What is the Higgs boson?

Lyn - Well, the latter part of the 1960s was a mess. It was more like a whole zoo of particles being discovered all the time. We had, of course, the electron had been discovered by JJ Thomson and at the end of the 19th century, we had the proton and the neutron, and then we had many other kinds of composite particles that we really didn't understand. I came to CERN in 1969, and in January 1970, there was a lecture by Richard Feynman, Nobel Prize winner and a very gifted physicist. He gave a lecture on results that were coming out of Stanford Linear Accelerator Center at the time where they were probing the atomic nucleus of hydrogen and discovering structure inside that proton. There were more fundamental things inside there. And then things started to drop into place. What he was describing, it took a few more years to, to realise that he was describing the quarks. The most fundamental particles that make up the proton, first of all. And then the heavier atoms and the neutron are all made of much more simpler things. So from a zoo and a mess over my career, particle physics has distilled itself down to what is known as the standard model, and produces a very simple picture of something that looked extremely complicated in the 1960s.

Chris - Although people were quite quick to point out that it didn't explain everything. And that's presumably where Peter Higgs comes in and where the planning for the Large Hadron Collider comes in.

Lyn - That's right. So there were basically three families of quarks discovered, and the big problem there was they all had different masses. And then the question is, what was behind all of this? What generated mass? How did they obtain the mass? And it was actually in 1964 that Peter Higgs wrote a paper on what is now called spontaneous symmetry breaking in the electroweak sector. That sounds very complicated, but I was with Peter Higgs about a year ago. We went to have a beer in the pub, and there was nowhere to sit except there was half a table spare. And so we joined a coal miner from Fife and his wife. Peter's, not Scottish, this was in Edinburgh, but he'd been in Edinburgh for many, many years. Peter started to, to tell them a lot of the history of this region of Edinburgh that we were in. And the guy said, you are a very clever man. And I said, he should be. He does have a Nobel prize after all.
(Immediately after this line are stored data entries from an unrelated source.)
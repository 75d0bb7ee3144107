#[cfg(feature = "http_api")]
#[tokio::main]
async fn main() -> Result<(), Box<dyn std::error::Error>> {
    use std::sync::Arc;

    use hatim_planner::{
        AuthProvider, HatimStore, LocalHatims, LocalStorage, PlannerConfig, SqliteAuthProvider,
        SqliteHatimRepository, http_api, logging,
    };
    use tracing::info;

    logging::init();
    let config = PlannerConfig::from_env()?;

    let remote = SqliteHatimRepository::new(&config.db_path)?;
    let auth = SqliteAuthProvider::new(&config.db_path)?;
    let local = LocalHatims::new(LocalStorage::file(&config.local_storage_path));

    let mut store = HatimStore::new(Arc::new(remote), local);
    store.begin_session(auth.current_user());
    store.load_all();

    info!(
        addr = %config.http_addr,
        db = %config.db_path.display(),
        "hatim-planner HTTP API listening"
    );
    let state = http_api::AppState::new(store, Arc::new(auth));
    http_api::serve(config.http_addr, state).await?;
    Ok(())
}

#[cfg(not(feature = "http_api"))]
fn main() {
    eprintln!("Rebuild with the `http_api` feature to enable the HTTP server.");
}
And then Peter gave them a half hour lecture on spontaneous symmetry breaking in the weak interactions to which they listened intently, but <laugh>, they'll go away with that memory, of course. But it was extremely funny.
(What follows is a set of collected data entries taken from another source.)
use crate::dates::optional_date;
use crate::participant::Participant;
use crate::validation::{self, ValidationError};
use chrono::{DateTime, NaiveDate, Utc};
use serde::{Deserialize, Deserializer, Serialize, Serializer};
use std::convert::Infallible;
use std::fmt;
use std::str::FromStr;
use uuid::Uuid;

pub const DEFAULT_HATIM_NAME: &str = "Yeni Hatim";

const LOCAL_ID_PREFIX: &str = "local_";

/// Where a hatim lives. Decided once at creation and never re-derived.
#[derive(Debug, Clone, PartialEq, Eq, Hash)]
pub enum HatimId {
    Remote(String),
    Local(String),
}

impl HatimId {
    pub fn new_local() -> Self {
        Self::Local(format!("{LOCAL_ID_PREFIX}{}", Uuid::new_v4().simple()))
    }

    pub fn as_str(&self) -> &str {
        match self {
            Self::Remote(id) | Self::Local(id) => id,
        }
    }

    pub fn is_local(&self) -> bool {
        matches!(self, Self::Local(_))
    }
}

impl fmt::Display for HatimId {
    fn fmt(&self, f: &mut fmt::Formatter<'_>) -> fmt::Result {
        f.write_str(self.as_str())
    }
}

/// Restores the variant from the wire form. Only used at the HTTP/CLI edge.
impl FromStr for HatimId {
    type Err = Infallible;

    fn from_str(s: &str) -> Result<Self, Self::Err> {
        let s = s.trim();
        if s.starts_with(LOCAL_ID_PREFIX) {
            Ok(Self::Local(s.to_string()))
        } else {
            Ok(Self::Remote(s.to_string()))
        }
    }
}

impl Serialize for HatimId {
    fn serialize<S: Serializer>(&self, serializer: S) -> Result<S::Ok, S::Error> {
        serializer.serialize_str(self.as_str())
    }
}

impl<'de> Deserialize<'de> for HatimId {
    fn deserialize<D: Deserializer<'de>>(deserializer: D) -> Result<Self, D::Error> {
        let raw = String::deserialize(deserializer)?;
        match raw.parse::<Self>() {
            Ok(id) => Ok(id),
            Err(never) => match never {},
        }
    }
}

/// A shared reading plan.
#[derive(Debug, Clone, PartialEq, Serialize, Deserialize)]
pub struct Hatim {
    pub id: HatimId,
    pub name: String,
    #[serde(default, alias = "startDate", with = "optional_date")]
    pub start_date: Option<NaiveDate>,
    #[serde(default, alias = "endDate", with = "optional_date")]
    pub end_date: Option<NaiveDate>,
    #[serde(default)]
    pub participants: Vec<Participant>,
    #[serde(default, rename = "user_id")]
    pub owner: Option<String>,
    #[serde(rename = "created_at", alias = "created")]
    pub created: DateTime<Utc>,
}

impl Hatim {
    pub fn apply(&mut self, patch: &HatimPatch) {
        if let Some(name) = &patch.name {
            self.name = name.clone();
        }
        if let Some(start_date) = patch.start_date {
            self.start_date = start_date;
        }
        if let Some(end_date) = patch.end_date {
            self.end_date = end_date;
        }
        if let Some(participants) = &patch.participants {
            self.participants = participants.clone();
        }
    }

    pub fn participant(&self, index: usize) -> Option<&Participant> {
        self.participants.get(index)
    }

    pub fn add_participant(&mut self, participant: Participant) -> Result<(), ValidationError> {
        validation::validate_participant(&participant)?;
        self.participants.push(participant);
        Ok(())
    }

    /// Replaces name and page count, keeping the participant's checked days.
    pub fn update_participant(
        &mut self,
        index: usize,
        full_name: impl Into<String>,
        pages: u32,
    ) -> Result<(), ValidationError> {
        validation::validate_participant_index(&self.participants, index)?;
        let full_name = full_name.into();
        if full_name.trim().is_empty() {
            return Err(ValidationError::EmptyParticipantName);
        }
        let participant = &mut self.participants[index];
        participant.full_name = full_name;
        participant.pages = pages;
        Ok(())
    }

    pub fn remove_participant(&mut self, index: usize) -> Result<Participant, ValidationError> {
        validation::validate_participant_index(&self.participants, index)?;
        Ok(self.participants.remove(index))
    }

    pub fn move_participant(&mut self, from: usize, to: usize) -> Result<(), ValidationError> {
        validation::validate_participant_index(&self.participants, from)?;
        validation::validate_participant_index(&self.participants, to)?;
        let participant = self.participants.remove(from);
        self.participants.insert(to, participant);
        Ok(())
    }

    pub fn toggle_checked_day(
        &mut self,
        index: usize,
        date: NaiveDate,
    ) -> Result<bool, ValidationError> {
        validation::validate_participant_index(&self.participants, index)?;
        validation::validate_checked_day(date, self.start_date, self.end_date)?;
        Ok(self.participants[index].toggle_checked_day(date))
    }
}

/// Fields for a record the remote store has not assigned an id to yet.
#[derive(Debug, Clone, PartialEq)]
pub struct NewHatim {
    pub name: String,
    pub start_date: Option<NaiveDate>,
    pub end_date: Option<NaiveDate>,
    pub participants: Vec<Participant>,
    pub owner: Option<String>,
    pub created: DateTime<Utc>,
}

impl NewHatim {
    pub fn named(name: &str, owner: Option<String>) -> Self {
        let name = name.trim();
        Self {
            name: if name.is_empty() {
                DEFAULT_HATIM_NAME.to_string()
            } else {
                name.to_string()
            },
            start_date: None,
            end_date: None,
            participants: Vec::new(),
            owner,
            created: Utc::now(),
        }
    }

    pub fn into_hatim(self, id: HatimId) -> Hatim {
        Hatim {
            id,
            name: self.name,
            start_date: self.start_date,
            end_date: self.end_date,
            participants: self.participants,
            owner: self.owner,
            created: self.created,
        }
    }
}

/// Partial update. `None` leaves a field untouched; `Some(None)` clears a date.
#[derive(Debug, Clone, Default, PartialEq, Serialize, Deserialize)]
pub struct HatimPatch {
    #[serde(default, skip_serializing_if = "Option::is_none")]
    pub name: Option<String>,
    #[serde(
        default,
        alias = "startDate",
        deserialize_with = "present_date",
        skip_serializing_if = "Option::is_none"
    )]
    pub start_date: Option<Option<NaiveDate>>,
    #[serde(
        default,
        alias = "endDate",
        deserialize_with = "present_date",
        skip_serializing_if = "Option::is_none"
    )]
    pub end_date: Option<Option<NaiveDate>>,
    #[serde(default, skip_serializing_if = "Option::is_none")]
    pub participants: Option<Vec<Participant>>,
}

impl HatimPatch {
    pub fn name(name: impl Into<String>) -> Self {
        Self {
            name: Some(name.into()),
            ..Self::default()
        }
    }

    pub fn dates(start_date: Option<NaiveDate>, end_date: Option<NaiveDate>) -> Self {
        Self {
            start_date: Some(start_date),
            end_date: Some(end_date),
            ..Self::default()
        }
    }

    pub fn participants(participants: Vec<Participant>) -> Self {
        Self {
            participants: Some(participants),
            ..Self::default()
        }
    }

    pub fn is_empty(&self) -> bool {
        self.name.is_none()
            && self.start_date.is_none()
            && self.end_date.is_none()
            && self.participants.is_none()
    }
}

// A key that is present maps to `Some`, even when its value is null or "".
fn present_date<'de, D>(deserializer: D) -> Result<Option<Option<NaiveDate>>, D::Error>
where
    D: Deserializer<'de>,
{
    optional_date::deserialize(deserializer).map(Some)
}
Chris - You are there in that part of the 1960s. We know that we've begun to see some order being brought to this what we now call the Standard Model. We know, identified by scientists like Peter Higgs, that there's some gaps there, including explaining why things have the masses that they do. So why did it become apparent that we needed a really powerful particle accelerator to get underneath this problem? Why was that the next step? Was it just a question of, well, we've, we've smashed things together with a certain energy, if we do it harder, we might find even more. Was that the mentality, the thinking?
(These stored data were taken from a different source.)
//! PDF layout definitions.
//!
//! The exporter describes pages, tables and text declaratively; an external
//! PDF engine turns the JSON form of [`PdfDocDefinition`] into a file.

use super::{ExportResult, export_file_name};
use crate::allocator::{BOUNDARY_PAGE, TOTAL_PAGES};
use crate::dates;
use crate::grid;
use crate::hatim::Hatim;
use crate::validation;
use serde::Serialize;

const HEADER_FILL: &str = "#d9d9d9";
const COL_NUMBER_WIDTH: f64 = 15.0;
const COL_NAME_WIDTH: f64 = 90.0;
const COL_PAGES_WIDTH: f64 = 30.0;
const COL_DATE_WIDTH: f64 = 55.0;
const MIN_PAGE_WIDTH: f64 = 2000.0;
const MIN_PAGE_HEIGHT: f64 = 595.0;
const BODY_FONT_SIZE: f64 = 7.0;

#[derive(Debug, Clone, PartialEq, Serialize)]
#[serde(untagged)]
pub enum PageSize {
    Named(&'static str),
    Dimensions { width: f64, height: f64 },
}

#[derive(Debug, Clone, Copy, PartialEq, Eq, Serialize)]
#[serde(rename_all = "lowercase")]
pub enum TextAlignment {
    Left,
    Center,
}

/// A table cell. An all-`None` cell serializes as `{}`, the placeholder a
/// row-spanning cell above it requires.
#[derive(Debug, Clone, Default, PartialEq, Serialize)]
#[serde(rename_all = "camelCase")]
pub struct PdfCell {
    #[serde(skip_serializing_if = "Option::is_none")]
    pub text: Option<String>,
    #[serde(skip_serializing_if = "Option::is_none")]
    pub row_span: Option<u32>,
    #[serde(skip_serializing_if = "Option::is_none")]
    pub fill_color: Option<&'static str>,
    #[serde(skip_serializing_if = "Option::is_none")]
    pub alignment: Option<TextAlignment>,
    #[serde(skip_serializing_if = "Option::is_none")]
    pub font_size: Option<f64>,
    #[serde(skip_serializing_if = "Option::is_none")]
    pub bold: Option<bool>,
}

impl PdfCell {
    fn text(text: impl Into<String>) -> Self {
        Self {
            text: Some(text.into()),
            font_size: Some(BODY_FONT_SIZE),
            ..Self::default()
        }
    }

    fn centered(text: impl Into<String>) -> Self {
        Self {
            alignment: Some(TextAlignment::Center),
            ..Self::text(text)
        }
    }

    fn header(text: impl Into<String>, font_size: f64) -> Self {
        Self {
            fill_color: Some(HEADER_FILL),
            font_size: Some(font_size),
            ..Self::centered(text)
        }
    }

    fn spanning_header(text: impl Into<String>) -> Self {
        Self {
            row_span: Some(2),
            font_size: None,
            ..Self::header(text, BODY_FONT_SIZE)
        }
    }

    fn placeholder() -> Self {
        Self::default()
    }
}

#[derive(Debug, Clone, PartialEq, Serialize)]
#[serde(rename_all = "camelCase")]
pub struct PdfTable {
    pub header_rows: u32,
    #[serde(skip_serializing_if = "Vec::is_empty")]
    pub widths: Vec<f64>,
    pub body: Vec<Vec<PdfCell>>,
}

#[derive(Debug, Clone, PartialEq, Serialize)]
#[serde(rename_all = "camelCase")]
pub struct PdfParagraph {
    pub text: String,
    pub font_size: f64,
    pub bold: bool,
    #[serde(skip_serializing_if = "Option::is_none")]
    pub alignment: Option<TextAlignment>,
    pub margin: [f64; 4],
}

#[derive(Debug, Clone, PartialEq, Serialize)]
#[serde(untagged)]
pub enum PdfContent {
    Paragraph(PdfParagraph),
    Table { table: PdfTable, layout: &'static str },
}

#[derive(Debug, Clone, PartialEq, Serialize)]
#[serde(rename_all = "camelCase")]
pub struct DefaultStyle {
    pub font: &'static str,
    pub font_size: f64,
}

#[derive(Debug, Clone, PartialEq, Serialize)]
#[serde(rename_all = "camelCase")]
pub struct PdfDocDefinition {
    pub page_size: PageSize,
    pub content: Vec<PdfContent>,
    pub default_style: DefaultStyle,
}

impl PdfDocDefinition {
    pub fn to_json(&self) -> ExportResult<String> {
        Ok(serde_json::to_string(self)?)
    }

    /// Any paragraph after the table is a footnote.
    pub fn footnotes(&self) -> impl Iterator<Item = &PdfParagraph> {
        self.content
            .iter()
            .skip_while(|c| !matches!(c, PdfContent::Table { .. }))
            .filter_map(|c| match c {
                PdfContent::Paragraph(p) => Some(p),
                PdfContent::Table { .. } => None,
            })
    }

    pub fn table(&self) -> Option<&PdfTable> {
        self.content.iter().find_map(|c| match c {
            PdfContent::Table { table, .. } => Some(table),
            PdfContent::Paragraph(_) => None,
        })
    }
}

#[derive(Debug, Clone, PartialEq, Serialize)]
pub struct PdfExport {
    pub file_name: String,
    pub definition: PdfDocDefinition,
}

fn title(text: impl Into<String>) -> PdfContent {
    PdfContent::Paragraph(PdfParagraph {
        text: text.into(),
        font_size: 14.0,
        bold: true,
        alignment: Some(TextAlignment::Center),
        margin: [0.0, 0.0, 0.0, 10.0],
    })
}

fn default_style() -> DefaultStyle {
    DefaultStyle {
        font: "Roboto",
        font_size: BODY_FONT_SIZE,
    }
}

/// Whole-group schedule on a single oversized page.
pub fn build_schedule_pdf(hatim: &Hatim) -> ExportResult<PdfExport> {
    let grid = grid::reading_grid(hatim)?;

    let mut header_dates = vec![
        PdfCell::spanning_header(grid::NUMBER_COLUMN),
        PdfCell::spanning_header(grid::NAME_COLUMN),
        PdfCell::spanning_header("SAYFA"),
    ];
    let mut header_days = vec![
        PdfCell::placeholder(),
        PdfCell::placeholder(),
        PdfCell::placeholder(),
    ];
    for date in &grid.dates {
        header_dates.push(PdfCell::header(dates::format_locale(*date), 7.0));
        header_days.push(PdfCell::header(dates::day_name(*date), 6.0));
    }

    let mut body = vec![header_dates, header_days];
    for row in &grid.rows {
        let mut cells = vec![
            PdfCell::centered(row.number.to_string()),
            PdfCell::text(row.full_name.clone()),
            PdfCell::centered(row.pages.to_string()),
        ];
        cells.extend(row.ranges.iter().map(|r| PdfCell::centered(r.to_string())));
        body.push(cells);
    }

    let table_width = COL_NUMBER_WIDTH
        + COL_NAME_WIDTH
        + COL_PAGES_WIDTH
        + grid.day_count() as f64 * COL_DATE_WIDTH;
    let page_width = MIN_PAGE_WIDTH.max(table_width + 80.0);
    let page_height = MIN_PAGE_HEIGHT.max(grid.rows.len() as f64 * 15.0 + 200.0);

    Ok(PdfExport {
        file_name: export_file_name(&hatim.name, "pdf"),
        definition: PdfDocDefinition {
            page_size: PageSize::Dimensions {
                width: page_width,
                height: page_height,
            },
            content: vec![
                title(hatim.name.clone()),
                PdfContent::Table {
                    table: PdfTable {
                        header_rows: 2,
                        widths: Vec::new(),
                        body,
                    },
                    layout: "lightHorizontalLines",
                },
            ],
            default_style: default_style(),
        },
    })
}

/// One participant's days on an A4 page. Days whose reading touches the
/// boundary page are starred and explained in a footnote.
pub fn build_personal_pdf(hatim: &Hatim, participant_index: usize) -> ExportResult<PdfExport> {
    validation::require_participants(&hatim.participants)?;
    let days = grid::participant_schedule(hatim, participant_index)?;
    let participant = &hatim.participants[participant_index];

    let mut body = vec![vec![
        PdfCell::header("TARİH", BODY_FONT_SIZE),
        PdfCell::header("GÜN", BODY_FONT_SIZE),
        PdfCell::header("SAYFALAR", BODY_FONT_SIZE),
        PdfCell::header("OKUNDU", BODY_FONT_SIZE),
    ]];
    let mut touches_boundary = false;
    for day in &days {
        let mut pages = day.range.to_string();
        if day.range.contains(BOUNDARY_PAGE) {
            touches_boundary = true;
            pages.push_str(" *");
        }
        body.push(vec![
            PdfCell::centered(dates::format_locale(day.date)),
            PdfCell::centered(dates::day_name(day.date)),
            PdfCell::centered(pages),
            PdfCell::centered(if day.checked { "✓" } else { "" }),
        ]);
    }

    let mut content = vec![
        title(format!("{} - {}", hatim.name, participant.full_name)),
        PdfContent::Table {
            table: PdfTable {
                header_rows: 1,
                widths: vec![70.0, 70.0, 90.0, 50.0],
                body,
            },
            layout: "lightHorizontalLines",
        },
    ];
    if touches_boundary {
        content.push(PdfContent::Paragraph(PdfParagraph {
            text: format!(
                "* {BOUNDARY_PAGE}. sayfayı okuyan katılımcı, hatmi tamamlamak için {}-{TOTAL_PAGES}. sayfaları ve hatim duasını da okumalıdır.",
                BOUNDARY_PAGE + 1
            ),
            font_size: 8.0,
            bold: true,
            alignment: None,
            margin: [0.0, 10.0, 0.0, 0.0],
        }));
    }

    let file_stem = format!("{} {}", hatim.name, participant.full_name);
    Ok(PdfExport {
        file_name: export_file_name(&file_stem, "pdf"),
        definition: PdfDocDefinition {
            page_size: PageSize::Named("A4"),
            content,
            default_style: default_style(),
        },
    })
}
Lyn - The mentality is if you want to create massive objects, then e equals mc squared. The most famous equation in physics. If you want to create the heavier elements of the standard model, the heavier quarks, you need more energy. But things went in an interesting way. It wasn't straight to the Large Hadron Collider by any means. In 1970 to 1973, there was an experiment at CERN using the tool of the day, which was a bubble chamber. A bubble chamber contains a liquid, super saturated liquid, which when a particle goes through it, it leaves a track. And there was this bubble chamber called Gargamelle, where they made a very important discovery of what were called weak neutral currents. Because there are not only the matter particles, there are not only the quarks and leptons, there are also the force particles. The force particles are basically the photon for electromagnetism, the gluon which is holding the atomic new nucleus together, the strong interaction. Things called the W and Z boson, which are responsible for the weak, very weak interaction. It's weak, but it's very important because that's the way the sun works. That's the way we get life. And these W and Z bosons, because of the experiments on the Gargamelle bubble chamber, were predicted to exist and their mass was predicted. So we actually modified the super proton synchrotron, which I had been working on building, into a colliding beam to smash the nuclei of hydrogen, the protons together to try to create these W and Z bosons. Except that we had to be much more sophisticated and we had to collide protons with antiprotons. Every metaparticle has got its antimatter equivalent, which does not exist in normal life, but we can create it in our accelerators. So we built a machine and we discovered the W and Z bosons. And there was only one thing left to discover, to complete the standard model, and that was the Higgs boson. So that was the Standard Model complete apart from the thing that holds it all together - the particle that creates mass, and that was predicted by Peter Higgs himself a long time ago actually, but couldn't never be found because nobody knew what its mass was. And if you don't know what his mass is, you don't know if you've got enough energy to create it.